Stored items:

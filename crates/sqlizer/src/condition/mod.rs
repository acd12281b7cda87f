//! Condition trees and their compilation into WHERE expressions.
//!
//! A condition tree is a JSON object whose keys are either field names or the
//! logical keys `$and` / `$or`:
//!
//! ```
//! use serde_json::json;
//!
//! let sql = sqlizer::compile_where(json!({
//!     "status": "active",
//!     "age": { "$gte": 18 },
//!     "$or": { "role": "admin", "owner_id": 7 },
//! }).as_object().unwrap())?;
//!
//! assert_eq!(
//!     sql,
//!     "(`status` = \"active\" AND (`age` >= 18) AND (`role` = \"admin\" OR `owner_id` = 7))"
//! );
//! # Ok::<(), sqlizer::SqlizerError>(())
//! ```
//!
//! Supported operator tokens inside a field condition (case-insensitive):
//! `$eq`/`===`, `$neq`/`!==`, `$lt`/`<`, `$gt`/`>`, `$lte`/`<=`, `$gte`/`>=`,
//! `$like`, `$in`, `$notin`, and a nested `$and`/`$or` scoped to the same field.

pub mod ast;
pub mod compile;
pub mod parse;

pub use ast::{
    Combinator, CompareOp, ConditionTree, FieldCondition, FieldOp, OperatorToken, TreeEntry,
};
pub use compile::ConditionCompiler;
pub use parse::ConditionParser;

use crate::error::SqlizerResult;
use serde_json::{Map, Value};

/// Parse a JSON condition tree with the default (permissive) policy.
pub fn parse_where(conditions: &Map<String, Value>) -> SqlizerResult<ConditionTree> {
    ConditionParser::default().parse(conditions)
}

/// Compile a JSON condition tree into a parenthesized boolean expression.
///
/// Returns an empty string for an empty tree.
pub fn compile_where(conditions: &Map<String, Value>) -> SqlizerResult<String> {
    let tree = parse_where(conditions)?;
    ConditionCompiler::default().compile(&tree, Combinator::And)
}
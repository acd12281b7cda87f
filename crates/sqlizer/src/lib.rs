//! # sqlizer
//!
//! Builds MySQL-dialect SELECT statements from declarative JSON query descriptions.
//!
//! ## Features
//!
//! - **Condition trees**: `{"age": {"$gte": 18}, "$or": {...}}` → a parenthesized WHERE expression
//! - **Inline escaping**: values are written into the SQL as MySQL literals, no bind parameters
//! - **Projections**: `*`, field lists, `COUNT(0)` and `DISTINCT`
//! - **Pagination**: page/size → `LIMIT skip, limit`, count-result extraction
//! - **Key conversion**: snake_case ⇄ camelCase for result rows
//! - **Statement logging**: generated SQL is emitted through `tracing`
//!
//! ## Example
//!
//! ```
//! use serde_json::json;
//! use sqlizer::{Query, QueryOptions, build_statement};
//!
//! let query = Query::from_json(json!({
//!     "table": "test",
//!     "where": {
//!         "key1": "value1",
//!         "key2": {"$or": {"$neq": "value2", "$in": [2, 3, 4]}},
//!         "key3": {"$like": "%test%"},
//!     },
//!     "limit": [10, 20],
//!     "orderBy": "key1 DESC",
//! }))?;
//!
//! let sql = build_statement(&query, Some(&QueryOptions::new().fields(["id", "type"])))?;
//! assert_eq!(
//!     sql,
//!     "SELECT id,type FROM `test` WHERE (`key1` = \"value1\" AND ((`key2` != \"value2\" OR `key2` IN (2, 3, 4))) AND (`key3` LIKE \"%test%\")) ORDER BY key1 DESC LIMIT 10, 20"
//! );
//! # Ok::<(), sqlizer::SqlizerError>(())
//! ```

pub mod case;
pub mod clause;
pub mod condition;
pub mod config;
pub mod datetime;
pub mod error;
pub mod escape;
pub mod ident;
pub mod log;
pub mod pagination;
pub mod statement;

pub use case::{
    DEFAULT_DEPTH, KeyCase, camelize, convert_keys, rows_to_camel, snakelize, to_camel, to_snake,
};
pub use clause::{COUNT_COLUMN, LimitPair, OrderBy, limit_clause, order_clause, select_clause};
pub use condition::{
    Combinator, CompareOp, ConditionCompiler, ConditionParser, ConditionTree, FieldCondition,
    FieldOp, OperatorToken, TreeEntry, compile_where, parse_where,
};
pub use config::{IdentifierPolicy, SqlizerConfig, UnknownOperatorPolicy};
pub use datetime::{DATETIME_FORMAT, DateLike, format_datetime};
pub use error::{SqlizerError, SqlizerResult};
pub use escape::{Literal, escape, escape_str, quote, quote_like_pattern};
pub use ident::Ident;
pub use log::{SqlLogger, StatementKind};
pub use pagination::{
    DEFAULT_PAGE, DEFAULT_PAGE_SIZE, PageArg, Row, extract_count, pagination_to_limit,
};
pub use statement::{PagedStatements, Query, QueryOptions, Sqlizer, build_statement};
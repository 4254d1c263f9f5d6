use std::env;
use std::path::PathBuf;

fn main() {
    println!("cargo:rerun-if-changed=src");

    let crate_dir = env::var("CARGO_MANIFEST_DIR").unwrap();
    let header = PathBuf::from(env::var("OUT_DIR").unwrap()).join("http_facade.h");

    match cbindgen::Builder::new()
        .with_crate(crate_dir)
        .with_language(cbindgen::Language::C)
        .with_include_guard("HTTP_FACADE_H")
        .generate()
    {
        Ok(bindings) => {
            bindings.write_to_file(header);
        }
        Err(err) => println!("cargo:warning=C header not generated: {err}"),
    }
}
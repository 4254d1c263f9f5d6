//! Adapts a C transport vtable to the core `Transport` trait.
//!
//! Every string handed to C is owned by a [`CallScope`] that lives exactly as
//! long as one `execute` callback. Dropping the scope frees all of them, on
//! the success path and on every early return alike.
//!
//! Non-zero codes belong to the transport: this adapter never reports codes
//! of its own, and every code is described by the transport's
//! `error_message` callback.

use std::ffi::{CStr, CString};
use std::os::raw::c_char;

use facade_core::{RawOutcome, Transport, TransportCall, NO_RESPONSE_CODE};
use tracing::warn;

use crate::types::{c_string, opt_string, FfiRawOutcome, FfiTransport, FfiTransportCall};

/// C strings backing one `FfiTransportCall`.
struct CallScope {
    method: CString,
    url: CString,
    // Owns the strings `header_ptrs` points into.
    #[allow(dead_code)]
    headers: Vec<CString>,
    header_ptrs: Vec<*const c_char>,
    body: CString,
    ca_certs_path: CString,
    cert_path: CString,
    key_path: CString,
}

impl CallScope {
    fn new(call: &TransportCall<'_>) -> Self {
        let headers: Vec<CString> = call.headers.iter().map(|line| c_string(line)).collect();
        let header_ptrs = headers.iter().map(|h| h.as_ptr()).collect();
        Self {
            method: c_string(call.method),
            url: c_string(call.url),
            headers,
            header_ptrs,
            body: c_string(call.body),
            ca_certs_path: c_string(call.ca_certs_path),
            cert_path: c_string(call.cert_path),
            key_path: c_string(call.key_path),
        }
    }

    /// Borrowing view for C. Valid while `self` is alive.
    fn as_ffi(&self, validate_tls: bool) -> FfiTransportCall {
        FfiTransportCall {
            validate_tls,
            method: self.method.as_ptr(),
            url: self.url.as_ptr(),
            headers: if self.header_ptrs.is_empty() {
                std::ptr::null()
            } else {
                self.header_ptrs.as_ptr()
            },
            headers_len: self.header_ptrs.len() as u32,
            body: self.body.as_ptr(),
            ca_certs_path: self.ca_certs_path.as_ptr(),
            cert_path: self.cert_path.as_ptr(),
            key_path: self.key_path.as_ptr(),
        }
    }
}

/// Borrowed C transport usable wherever the core expects a `Transport`.
///
/// `hf_exchange` rejects a table without `execute` before building one.
pub(crate) struct CTransport<'a> {
    raw: &'a FfiTransport,
}

impl<'a> CTransport<'a> {
    pub(crate) fn new(raw: &'a FfiTransport) -> Self {
        Self { raw }
    }
}

impl Transport for CTransport<'_> {
    fn execute(&self, call: &TransportCall<'_>) -> RawOutcome {
        let Some(execute) = self.raw.execute else {
            return RawOutcome {
                error_code: NO_RESPONSE_CODE,
                ..RawOutcome::default()
            };
        };

        let scope = CallScope::new(call);
        let ffi_call = scope.as_ffi(call.validate_tls);
        let mut out = FfiRawOutcome::empty();

        execute(self.raw.ctx, &ffi_call, &mut out);

        let outcome = RawOutcome {
            status_code: out.status_code,
            raw_headers: unsafe { opt_string(out.raw_headers) },
            body: unsafe { opt_string(out.body) }.unwrap_or_default(),
            error_code: out.error_code,
        };
        if let Some(release) = self.raw.release_outcome {
            release(self.raw.ctx, &mut out);
        }
        outcome
    }

    fn error_message(&self, code: i32) -> String {
        let ptr = match self.raw.error_message {
            Some(message) => message(self.raw.ctx, code),
            None => std::ptr::null(),
        };
        if ptr.is_null() {
            warn!(code, "transport gave no description for error code");
            format!("transport error {code}")
        } else {
            unsafe { CStr::from_ptr(ptr) }.to_string_lossy().into_owned()
        }
    }

    fn global_init(&self) -> i32 {
        self.raw.global_init.map_or(0, |init| init(self.raw.ctx))
    }

    fn global_cleanup(&self) {
        if let Some(cleanup) = self.raw.global_cleanup {
            cleanup(self.raw.ctx);
        }
    }
}
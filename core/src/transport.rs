//! The boundary to whatever performs the network I/O.
//!
//! # Design
//! The core never opens a socket. An exchange is reduced to a single
//! synchronous [`Transport::execute`] call with string arguments, and the
//! transport reports back a [`RawOutcome`] carrying a numeric error code.
//! Implementations range from a libcurl binding behind the C ABI to an
//! in-process fake in tests.
//!
//! Empty strings stand in for absent certificate and key paths, matching the
//! convention of C transports.

/// Arguments for one transport call. Borrowed from the request and settings
/// for the duration of the call.
#[derive(Debug, Clone, PartialEq, Eq)]
pub struct TransportCall<'a> {
    pub validate_tls: bool,
    pub method: &'a str,
    pub url: &'a str,
    /// `Name: Value` lines in request insertion order.
    pub headers: &'a [String],
    pub body: &'a str,
    pub ca_certs_path: &'a str,
    pub cert_path: &'a str,
    pub key_path: &'a str,
}

/// What the transport hands back. `error_code == 0` means the remaining
/// fields describe a received response.
#[derive(Debug, Clone, Default, PartialEq, Eq)]
pub struct RawOutcome {
    pub status_code: u16,
    pub raw_headers: Option<String>,
    pub body: String,
    pub error_code: i32,
}

/// A synchronous network capability.
///
/// `global_init` and `global_cleanup` manage process-wide transport state and
/// are not thread-safe; see [`crate::lifecycle`]. Whether `execute` may be
/// called concurrently is up to the implementation.
pub trait Transport {
    fn execute(&self, call: &TransportCall<'_>) -> RawOutcome;

    /// Human-readable description for a non-zero error code.
    fn error_message(&self, code: i32) -> String;

    /// Returns 0 on success.
    fn global_init(&self) -> i32;

    fn global_cleanup(&self);
}

impl<T: Transport + ?Sized> Transport for &T {
    fn execute(&self, call: &TransportCall<'_>) -> RawOutcome {
        (**self).execute(call)
    }

    fn error_message(&self, code: i32) -> String {
        (**self).error_message(code)
    }

    fn global_init(&self) -> i32 {
        (**self).global_init()
    }

    fn global_cleanup(&self) {
        (**self).global_cleanup()
    }
}
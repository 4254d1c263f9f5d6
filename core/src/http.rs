//! Request and response value types.
//!
//! # Design
//! These types describe HTTP exchanges as plain data. `Request` is built by
//! the caller and handed to the orchestrator by reference; `Response` is only
//! ever constructed by the orchestrator after the transport reports success.
//! Neither is mutated once it crosses that boundary.
//!
//! All fields use owned types (`String`, `Vec`) so values can cross FFI
//! boundaries without lifetime concerns.

use base64::engine::general_purpose::STANDARD;
use base64::Engine;
use serde::de::DeserializeOwned;
use serde::Serialize;

/// HTTP method for a request.
///
/// The method is passed through to the transport verbatim; `Custom` carries
/// any token not covered by the named variants.
#[derive(Debug, Clone, PartialEq, Eq)]
pub enum HttpMethod {
    Get,
    Head,
    Post,
    Put,
    Patch,
    Delete,
    Options,
    Custom(String),
}

impl HttpMethod {
    /// The token sent on the wire.
    pub fn as_str(&self) -> &str {
        match self {
            HttpMethod::Get => "GET",
            HttpMethod::Head => "HEAD",
            HttpMethod::Post => "POST",
            HttpMethod::Put => "PUT",
            HttpMethod::Patch => "PATCH",
            HttpMethod::Delete => "DELETE",
            HttpMethod::Options => "OPTIONS",
            HttpMethod::Custom(token) => token,
        }
    }
}

impl From<&str> for HttpMethod {
    fn from(token: &str) -> Self {
        match token {
            "GET" => HttpMethod::Get,
            "HEAD" => HttpMethod::Head,
            "POST" => HttpMethod::Post,
            "PUT" => HttpMethod::Put,
            "PATCH" => HttpMethod::Patch,
            "DELETE" => HttpMethod::Delete,
            "OPTIONS" => HttpMethod::Options,
            other => HttpMethod::Custom(other.to_string()),
        }
    }
}

/// Insertion-ordered header mapping.
///
/// Names are stored exactly as given. `insert` replaces an entry with the
/// identical name in place and otherwise appends; names that differ only by
/// case are distinct entries.
#[derive(Debug, Clone, Default, PartialEq, Eq)]
pub struct Headers {
    entries: Vec<(String, String)>,
}

impl Headers {
    pub fn new() -> Self {
        Self::default()
    }

    pub fn len(&self) -> usize {
        self.entries.len()
    }

    pub fn is_empty(&self) -> bool {
        self.entries.is_empty()
    }

    /// Set `name` to `value`, overwriting any entry with the same name.
    pub fn insert(&mut self, name: impl Into<String>, value: impl Into<String>) {
        let name = name.into();
        let value = value.into();
        match self.entries.iter_mut().find(|(n, _)| *n == name) {
            Some(entry) => entry.1 = value,
            None => self.entries.push((name, value)),
        }
    }

    /// Exact-name lookup.
    pub fn get(&self, name: &str) -> Option<&str> {
        self.entries
            .iter()
            .find(|(n, _)| n == name)
            .map(|(_, v)| v.as_str())
    }

    /// ASCII case-insensitive lookup. Returns the first match in insertion order.
    pub fn get_ignore_case(&self, name: &str) -> Option<&str> {
        self.entries
            .iter()
            .find(|(n, _)| n.eq_ignore_ascii_case(name))
            .map(|(_, v)| v.as_str())
    }

    pub(crate) fn get_mut(&mut self, name: &str) -> Option<&mut String> {
        self.entries
            .iter_mut()
            .find(|(n, _)| n == name)
            .map(|(_, v)| v)
    }

    pub fn contains(&self, name: &str) -> bool {
        self.get(name).is_some()
    }

    pub fn iter(&self) -> impl Iterator<Item = (&str, &str)> {
        self.entries.iter().map(|(n, v)| (n.as_str(), v.as_str()))
    }

    /// Serialize to the `Name: Value` line format the transport expects.
    pub fn to_lines(&self) -> Vec<String> {
        self.entries
            .iter()
            .map(|(n, v)| format!("{n}: {v}"))
            .collect()
    }
}

impl<K: Into<String>, V: Into<String>> FromIterator<(K, V)> for Headers {
    fn from_iter<I: IntoIterator<Item = (K, V)>>(iter: I) -> Self {
        let mut headers = Headers::new();
        for (name, value) in iter {
            headers.insert(name, value);
        }
        headers
    }
}

impl IntoIterator for Headers {
    type Item = (String, String);
    type IntoIter = std::vec::IntoIter<(String, String)>;

    fn into_iter(self) -> Self::IntoIter {
        self.entries.into_iter()
    }
}

/// An outbound HTTP request described as plain data.
#[derive(Debug, Clone)]
pub struct Request {
    pub method: HttpMethod,
    pub url: String,
    pub headers: Headers,
    pub body: Option<String>,
    /// Per-call override of `Settings::tls_validation_enabled`.
    pub tls_validation: Option<bool>,
}

impl Request {
    pub fn new(method: impl Into<HttpMethod>, url: impl Into<String>) -> Self {
        Self {
            method: method.into(),
            url: url.into(),
            headers: Headers::new(),
            body: None,
            tls_validation: None,
        }
    }

    pub fn get(url: impl Into<String>) -> Self {
        Self::new(HttpMethod::Get, url)
    }

    pub fn head(url: impl Into<String>) -> Self {
        Self::new(HttpMethod::Head, url)
    }

    pub fn post(url: impl Into<String>) -> Self {
        Self::new(HttpMethod::Post, url)
    }

    pub fn put(url: impl Into<String>) -> Self {
        Self::new(HttpMethod::Put, url)
    }

    pub fn patch(url: impl Into<String>) -> Self {
        Self::new(HttpMethod::Patch, url)
    }

    pub fn delete(url: impl Into<String>) -> Self {
        Self::new(HttpMethod::Delete, url)
    }

    pub fn header(mut self, name: impl Into<String>, value: impl Into<String>) -> Self {
        self.headers.insert(name, value);
        self
    }

    pub fn body(mut self, body: impl Into<String>) -> Self {
        self.body = Some(body.into());
        self
    }

    /// Serialize `value` as the JSON body and set `Content-Type` accordingly.
    pub fn json<T: Serialize + ?Sized>(self, value: &T) -> Result<Self, serde_json::Error> {
        let body = serde_json::to_string(value)?;
        Ok(self.header("Content-Type", "application/json").body(body))
    }

    pub fn tls_validation(mut self, enabled: bool) -> Self {
        self.tls_validation = Some(enabled);
        self
    }

    /// Merge an `Authorization: Basic ...` header into the request headers.
    pub fn basic_auth(self, user: &str, password: &str) -> Self {
        let token = STANDARD.encode(format!("{user}:{password}"));
        self.header("Authorization", format!("Basic {token}"))
    }

    /// Merge an `Authorization: Bearer ...` header into the request headers.
    pub fn bearer_auth(self, token: &str) -> Self {
        self.header("Authorization", format!("Bearer {token}"))
    }
}

/// An inbound HTTP response. Only built by the orchestrator on transport success.
#[derive(Debug, Clone, PartialEq, Eq)]
pub struct Response {
    pub status: u16,
    pub headers: Headers,
    pub body: String,
}

impl Response {
    /// Case-insensitive header lookup.
    pub fn header(&self, name: &str) -> Option<&str> {
        self.headers.get_ignore_case(name)
    }

    pub fn is_success(&self) -> bool {
        (200..300).contains(&self.status)
    }

    pub fn json<T: DeserializeOwned>(&self) -> Result<T, serde_json::Error> {
        serde_json::from_str(&self.body)
    }
}
//! Error types for the exchange layer.
//!
//! # Design
//! `Failure` is what a caller sees when an exchange or the transport's global
//! setup does not succeed. Every variant maps to a numeric code through
//! [`Failure::code`] so C callers and logs can tell the cases apart.
//! Header decoding anomalies are not represented here; they are logged and
//! absorbed by the decoder.

use thiserror::Error;

/// Code reported by a transport when no response was received at all.
pub const NO_RESPONSE_CODE: i32 = -1;

/// Fixed code for a failed global transport initialization.
pub const INIT_FAILURE_CODE: i32 = 2;

/// A failed exchange or lifecycle call.
#[derive(Debug, Clone, PartialEq, Eq, Error)]
pub enum Failure {
    /// The transport received nothing back, e.g. the connection failed or
    /// timed out.
    #[error("no response received from {url}")]
    NoResponse { url: String },

    /// The transport reported an error of its own.
    #[error("transport error {code}: {message}")]
    Transport { code: i32, message: String },

    /// Global transport initialization failed.
    #[error("transport global initialization failed")]
    Init,
}

impl Failure {
    pub fn code(&self) -> i32 {
        match self {
            Failure::NoResponse { .. } => NO_RESPONSE_CODE,
            Failure::Transport { code, .. } => *code,
            Failure::Init => INIT_FAILURE_CODE,
        }
    }
}

/// Errors raised while loading [`Settings`](crate::Settings).
#[derive(Debug, Error)]
pub enum SettingsError {
    #[error("invalid settings document: {source}")]
    Json {
        #[from]
        source: serde_json::Error,
    },

    #[error("invalid value for {var}: {value:?}")]
    InvalidEnv { var: &'static str, value: String },
}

What you will do: Please reproduce exactly the lines above, beginning with the first and ending with the line that contains "pub fn compile_where(conditions: &Map<String, Value>)", and include nothing outside that range.

Output for this exercise:
filename crates/sqlizer/src/condition/mod.rs
repository acd12281b7cda87f
//! Condition trees and their compilation into WHERE expressions.
//!
//! A condition tree is a JSON object whose keys are either field names or the
//! logical keys `$and` / `$or`:
//!
//! ```
//! use serde_json::json;
//!
//! let sql = sqlizer::compile_where(json!({
//!     "status": "active",
//!     "age": { "$gte": 18 },
//!     "$or": { "role": "admin", "owner_id": 7 },
//! }).as_object().unwrap())?;
//!
//! assert_eq!(
//!     sql,
//!     "(`status` = \"active\" AND (`age` >= 18) AND (`role` = \"admin\" OR `owner_id` = 7))"
//! );
//! # Ok::<(), sqlizer::SqlizerError>(())
//! ```
//!
//! Supported operator tokens inside a field condition (case-insensitive):
//! `$eq`/`===`, `$neq`/`!==`, `$lt`/`<`, `$gt`/`>`, `$lte`/`<=`, `$gte`/`>=`,
//! `$like`, `$in`, `$notin`, and a nested `$and`/`$or` scoped to the same field.

pub mod ast;
pub mod compile;
pub mod parse;

pub use ast::{
    Combinator, CompareOp, ConditionTree, FieldCondition, FieldOp, OperatorToken, TreeEntry,
};
pub use compile::ConditionCompiler;
pub use parse::ConditionParser;

use crate::error::SqlizerResult;
use serde_json::{Map, Value};

/// Parse a JSON condition tree with the default (permissive) policy.
pub fn parse_where(conditions: &Map<String, Value>) -> SqlizerResult<ConditionTree> {
    ConditionParser::default().parse(conditions)
}

/// Compile a JSON condition tree into a parenthesized boolean expression.
///
/// Returns an empty string for an empty tree.
pub fn compile_where(conditions: &Map<String, Value>) -> SqlizerResult<String> {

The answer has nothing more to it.